What is needed >> In the entries below, find the line with "impl std::fmt::Debug for" and the line with "of a platform.". Return those two lines and all lines between them, exactly.

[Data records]

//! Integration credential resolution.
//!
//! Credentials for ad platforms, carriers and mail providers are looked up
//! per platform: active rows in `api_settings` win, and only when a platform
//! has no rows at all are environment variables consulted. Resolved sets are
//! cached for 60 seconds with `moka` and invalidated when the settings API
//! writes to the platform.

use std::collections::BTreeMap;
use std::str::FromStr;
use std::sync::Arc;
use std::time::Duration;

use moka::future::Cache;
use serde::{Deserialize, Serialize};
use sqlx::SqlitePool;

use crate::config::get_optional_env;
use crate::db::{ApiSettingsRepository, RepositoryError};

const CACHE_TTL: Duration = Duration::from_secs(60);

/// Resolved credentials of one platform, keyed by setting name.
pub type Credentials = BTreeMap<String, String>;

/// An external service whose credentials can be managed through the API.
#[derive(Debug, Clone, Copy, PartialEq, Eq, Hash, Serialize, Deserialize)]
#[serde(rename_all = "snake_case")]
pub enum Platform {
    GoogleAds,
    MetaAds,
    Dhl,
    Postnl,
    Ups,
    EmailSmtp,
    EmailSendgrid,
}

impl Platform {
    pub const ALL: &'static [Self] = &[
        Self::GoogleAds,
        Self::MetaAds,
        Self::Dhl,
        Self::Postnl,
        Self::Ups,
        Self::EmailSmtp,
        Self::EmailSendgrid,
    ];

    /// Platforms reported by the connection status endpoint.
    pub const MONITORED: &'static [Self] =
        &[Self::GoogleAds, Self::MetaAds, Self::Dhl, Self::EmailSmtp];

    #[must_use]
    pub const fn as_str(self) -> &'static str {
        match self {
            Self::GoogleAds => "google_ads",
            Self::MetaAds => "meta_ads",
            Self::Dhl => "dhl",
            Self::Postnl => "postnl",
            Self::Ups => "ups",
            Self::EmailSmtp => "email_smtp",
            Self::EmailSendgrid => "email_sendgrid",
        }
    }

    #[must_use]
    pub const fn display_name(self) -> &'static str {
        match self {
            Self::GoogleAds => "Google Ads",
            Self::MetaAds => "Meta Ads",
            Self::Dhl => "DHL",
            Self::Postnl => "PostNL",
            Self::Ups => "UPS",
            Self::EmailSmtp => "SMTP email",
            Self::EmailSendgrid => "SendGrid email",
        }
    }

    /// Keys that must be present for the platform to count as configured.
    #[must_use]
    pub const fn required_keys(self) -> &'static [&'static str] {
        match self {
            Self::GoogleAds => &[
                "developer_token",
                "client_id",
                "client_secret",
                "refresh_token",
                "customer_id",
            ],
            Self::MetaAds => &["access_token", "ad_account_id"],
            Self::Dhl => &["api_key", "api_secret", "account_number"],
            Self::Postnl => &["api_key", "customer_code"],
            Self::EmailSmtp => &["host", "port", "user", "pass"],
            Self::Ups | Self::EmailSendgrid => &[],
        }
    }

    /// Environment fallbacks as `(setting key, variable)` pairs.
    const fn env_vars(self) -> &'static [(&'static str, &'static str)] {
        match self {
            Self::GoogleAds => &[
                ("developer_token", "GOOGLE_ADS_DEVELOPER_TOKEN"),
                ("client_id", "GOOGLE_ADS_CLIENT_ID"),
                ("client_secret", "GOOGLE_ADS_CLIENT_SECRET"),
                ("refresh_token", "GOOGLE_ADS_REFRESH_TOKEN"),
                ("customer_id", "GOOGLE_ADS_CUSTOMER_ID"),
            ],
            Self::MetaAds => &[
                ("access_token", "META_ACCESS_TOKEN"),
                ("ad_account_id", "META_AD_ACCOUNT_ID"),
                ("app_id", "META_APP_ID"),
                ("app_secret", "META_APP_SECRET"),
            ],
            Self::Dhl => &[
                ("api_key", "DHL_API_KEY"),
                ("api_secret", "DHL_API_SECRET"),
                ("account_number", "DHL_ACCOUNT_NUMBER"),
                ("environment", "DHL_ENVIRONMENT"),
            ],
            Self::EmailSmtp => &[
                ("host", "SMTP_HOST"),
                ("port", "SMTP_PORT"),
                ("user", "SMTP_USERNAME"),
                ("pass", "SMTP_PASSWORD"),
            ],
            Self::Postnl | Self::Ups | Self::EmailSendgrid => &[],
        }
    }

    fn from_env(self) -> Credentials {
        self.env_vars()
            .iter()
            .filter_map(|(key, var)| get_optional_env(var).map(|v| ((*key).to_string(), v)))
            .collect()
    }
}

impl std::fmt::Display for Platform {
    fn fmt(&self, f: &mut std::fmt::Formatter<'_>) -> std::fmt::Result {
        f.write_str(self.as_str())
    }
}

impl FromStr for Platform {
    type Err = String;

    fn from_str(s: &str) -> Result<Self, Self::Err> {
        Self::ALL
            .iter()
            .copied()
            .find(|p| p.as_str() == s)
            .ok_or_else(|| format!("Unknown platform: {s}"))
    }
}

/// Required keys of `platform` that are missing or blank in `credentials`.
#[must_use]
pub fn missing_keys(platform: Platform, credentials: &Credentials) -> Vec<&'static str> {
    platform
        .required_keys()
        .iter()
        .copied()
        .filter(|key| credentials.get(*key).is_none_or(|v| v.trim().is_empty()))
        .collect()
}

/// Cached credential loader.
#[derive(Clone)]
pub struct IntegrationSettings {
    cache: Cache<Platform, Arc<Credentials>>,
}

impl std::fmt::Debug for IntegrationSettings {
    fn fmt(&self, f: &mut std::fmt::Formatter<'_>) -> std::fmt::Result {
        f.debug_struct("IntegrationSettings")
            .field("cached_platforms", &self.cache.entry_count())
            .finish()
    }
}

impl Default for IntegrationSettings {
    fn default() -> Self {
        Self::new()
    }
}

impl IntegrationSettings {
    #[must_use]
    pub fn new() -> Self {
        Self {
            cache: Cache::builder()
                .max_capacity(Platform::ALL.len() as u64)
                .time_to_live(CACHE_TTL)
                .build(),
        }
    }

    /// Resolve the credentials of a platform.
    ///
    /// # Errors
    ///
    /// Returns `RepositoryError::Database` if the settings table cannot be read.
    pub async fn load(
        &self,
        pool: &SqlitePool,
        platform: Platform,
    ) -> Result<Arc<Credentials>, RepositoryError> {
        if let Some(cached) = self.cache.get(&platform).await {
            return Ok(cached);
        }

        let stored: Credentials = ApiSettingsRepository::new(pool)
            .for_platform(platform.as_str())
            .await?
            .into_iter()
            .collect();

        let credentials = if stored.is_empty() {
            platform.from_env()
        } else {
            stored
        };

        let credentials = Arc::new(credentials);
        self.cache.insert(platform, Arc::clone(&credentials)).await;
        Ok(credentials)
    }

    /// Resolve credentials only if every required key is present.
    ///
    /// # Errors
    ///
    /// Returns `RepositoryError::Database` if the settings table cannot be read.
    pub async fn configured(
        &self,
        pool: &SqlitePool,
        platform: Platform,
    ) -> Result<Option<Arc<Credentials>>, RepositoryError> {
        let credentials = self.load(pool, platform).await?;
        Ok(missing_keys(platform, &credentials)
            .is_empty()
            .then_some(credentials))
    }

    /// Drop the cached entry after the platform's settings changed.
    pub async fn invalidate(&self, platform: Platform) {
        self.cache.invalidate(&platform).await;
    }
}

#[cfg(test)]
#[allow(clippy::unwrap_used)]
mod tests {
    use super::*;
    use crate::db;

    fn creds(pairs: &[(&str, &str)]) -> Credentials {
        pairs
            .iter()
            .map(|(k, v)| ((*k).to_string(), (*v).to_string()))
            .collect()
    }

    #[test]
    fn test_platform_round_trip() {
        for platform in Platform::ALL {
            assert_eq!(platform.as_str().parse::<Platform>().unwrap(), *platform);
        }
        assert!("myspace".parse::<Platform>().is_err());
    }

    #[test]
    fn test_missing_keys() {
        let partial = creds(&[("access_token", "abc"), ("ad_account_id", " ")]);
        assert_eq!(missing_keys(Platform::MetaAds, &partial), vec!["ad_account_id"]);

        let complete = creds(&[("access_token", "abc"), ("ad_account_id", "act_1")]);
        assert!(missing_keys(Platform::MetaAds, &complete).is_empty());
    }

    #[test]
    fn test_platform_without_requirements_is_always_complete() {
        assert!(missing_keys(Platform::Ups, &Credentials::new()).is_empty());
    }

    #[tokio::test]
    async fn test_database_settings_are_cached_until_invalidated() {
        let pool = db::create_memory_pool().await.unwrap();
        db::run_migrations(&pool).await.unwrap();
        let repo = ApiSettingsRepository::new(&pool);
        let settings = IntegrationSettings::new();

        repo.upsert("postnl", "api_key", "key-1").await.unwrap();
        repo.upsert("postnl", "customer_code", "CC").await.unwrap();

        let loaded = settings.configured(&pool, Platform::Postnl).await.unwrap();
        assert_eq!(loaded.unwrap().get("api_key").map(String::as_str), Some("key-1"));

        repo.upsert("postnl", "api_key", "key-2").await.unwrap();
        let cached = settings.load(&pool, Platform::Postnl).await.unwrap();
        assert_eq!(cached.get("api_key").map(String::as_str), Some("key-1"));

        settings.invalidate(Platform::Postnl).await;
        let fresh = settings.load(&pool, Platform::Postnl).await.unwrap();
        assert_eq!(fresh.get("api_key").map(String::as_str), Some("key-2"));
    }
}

...

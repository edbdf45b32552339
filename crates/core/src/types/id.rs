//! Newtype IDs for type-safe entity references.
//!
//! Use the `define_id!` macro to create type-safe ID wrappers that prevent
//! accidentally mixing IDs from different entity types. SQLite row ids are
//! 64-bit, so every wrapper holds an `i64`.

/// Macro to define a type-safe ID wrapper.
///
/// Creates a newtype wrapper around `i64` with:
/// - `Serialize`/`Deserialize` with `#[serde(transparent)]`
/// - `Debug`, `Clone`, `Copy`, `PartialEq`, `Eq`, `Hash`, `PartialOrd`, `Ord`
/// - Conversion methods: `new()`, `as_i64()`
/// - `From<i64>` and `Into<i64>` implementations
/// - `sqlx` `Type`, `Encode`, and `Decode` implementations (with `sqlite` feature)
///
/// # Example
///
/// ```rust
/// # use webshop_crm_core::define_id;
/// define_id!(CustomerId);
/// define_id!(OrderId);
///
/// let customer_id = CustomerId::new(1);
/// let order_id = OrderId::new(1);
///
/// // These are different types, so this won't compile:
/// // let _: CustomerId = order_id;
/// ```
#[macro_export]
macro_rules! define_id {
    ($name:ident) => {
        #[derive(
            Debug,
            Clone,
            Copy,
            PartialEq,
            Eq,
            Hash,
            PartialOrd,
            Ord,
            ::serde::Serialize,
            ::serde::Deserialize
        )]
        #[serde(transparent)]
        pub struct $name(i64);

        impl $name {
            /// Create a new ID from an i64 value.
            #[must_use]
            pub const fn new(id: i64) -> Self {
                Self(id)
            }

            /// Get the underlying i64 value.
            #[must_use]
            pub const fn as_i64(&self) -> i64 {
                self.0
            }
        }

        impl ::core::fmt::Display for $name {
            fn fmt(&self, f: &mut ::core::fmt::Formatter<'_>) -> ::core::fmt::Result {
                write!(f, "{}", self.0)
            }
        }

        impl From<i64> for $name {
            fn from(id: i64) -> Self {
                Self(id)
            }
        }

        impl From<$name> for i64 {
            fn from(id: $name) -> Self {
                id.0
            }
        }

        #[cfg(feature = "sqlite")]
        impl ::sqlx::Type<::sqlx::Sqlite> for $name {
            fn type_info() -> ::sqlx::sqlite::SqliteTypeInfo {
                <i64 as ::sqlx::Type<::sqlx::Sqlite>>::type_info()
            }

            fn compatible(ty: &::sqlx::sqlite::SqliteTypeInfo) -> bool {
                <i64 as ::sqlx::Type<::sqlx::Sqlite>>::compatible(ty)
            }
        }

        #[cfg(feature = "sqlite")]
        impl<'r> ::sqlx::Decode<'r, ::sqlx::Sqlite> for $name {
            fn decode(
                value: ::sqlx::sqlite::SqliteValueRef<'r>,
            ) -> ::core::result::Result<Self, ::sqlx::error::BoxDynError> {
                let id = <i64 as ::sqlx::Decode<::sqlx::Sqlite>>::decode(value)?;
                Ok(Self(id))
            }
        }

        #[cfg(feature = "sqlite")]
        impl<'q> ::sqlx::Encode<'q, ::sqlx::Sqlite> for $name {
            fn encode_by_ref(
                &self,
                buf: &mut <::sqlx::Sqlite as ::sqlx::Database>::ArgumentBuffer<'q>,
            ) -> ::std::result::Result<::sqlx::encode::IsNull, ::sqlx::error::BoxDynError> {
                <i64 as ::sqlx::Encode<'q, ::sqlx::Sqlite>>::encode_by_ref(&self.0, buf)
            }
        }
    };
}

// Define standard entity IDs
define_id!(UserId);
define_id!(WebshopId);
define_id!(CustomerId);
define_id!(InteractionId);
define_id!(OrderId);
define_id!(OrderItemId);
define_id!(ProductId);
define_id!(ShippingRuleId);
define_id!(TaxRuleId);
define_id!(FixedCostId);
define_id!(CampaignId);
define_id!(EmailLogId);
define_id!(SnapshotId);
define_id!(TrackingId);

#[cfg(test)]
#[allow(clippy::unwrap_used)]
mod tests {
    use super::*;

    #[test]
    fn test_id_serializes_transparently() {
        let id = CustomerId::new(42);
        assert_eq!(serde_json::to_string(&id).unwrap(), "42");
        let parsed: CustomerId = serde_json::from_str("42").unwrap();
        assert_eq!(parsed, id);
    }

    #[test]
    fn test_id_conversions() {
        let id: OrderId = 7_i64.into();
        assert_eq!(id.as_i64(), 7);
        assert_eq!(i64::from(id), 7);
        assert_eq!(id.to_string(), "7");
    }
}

Response >>
impl std::fmt::Debug for IntegrationSettings {
    fn fmt(&self, f: &mut std::fmt::Formatter<'_>) -> std::fmt::Result {
        f.debug_struct("IntegrationSettings")
            .field("cached_platforms", &self.cache.entry_count())
            .finish()
    }
}

impl Default for IntegrationSettings {
    fn default() -> Self {
        Self::new()
    }
}

impl IntegrationSettings {
    #[must_use]
    pub fn new() -> Self {
        Self {
            cache: Cache::builder()
                .max_capacity(Platform::ALL.len() as u64)
                .time_to_live(CACHE_TTL)
                .build(),
        }
    }

    /// Resolve the credentials of a platform.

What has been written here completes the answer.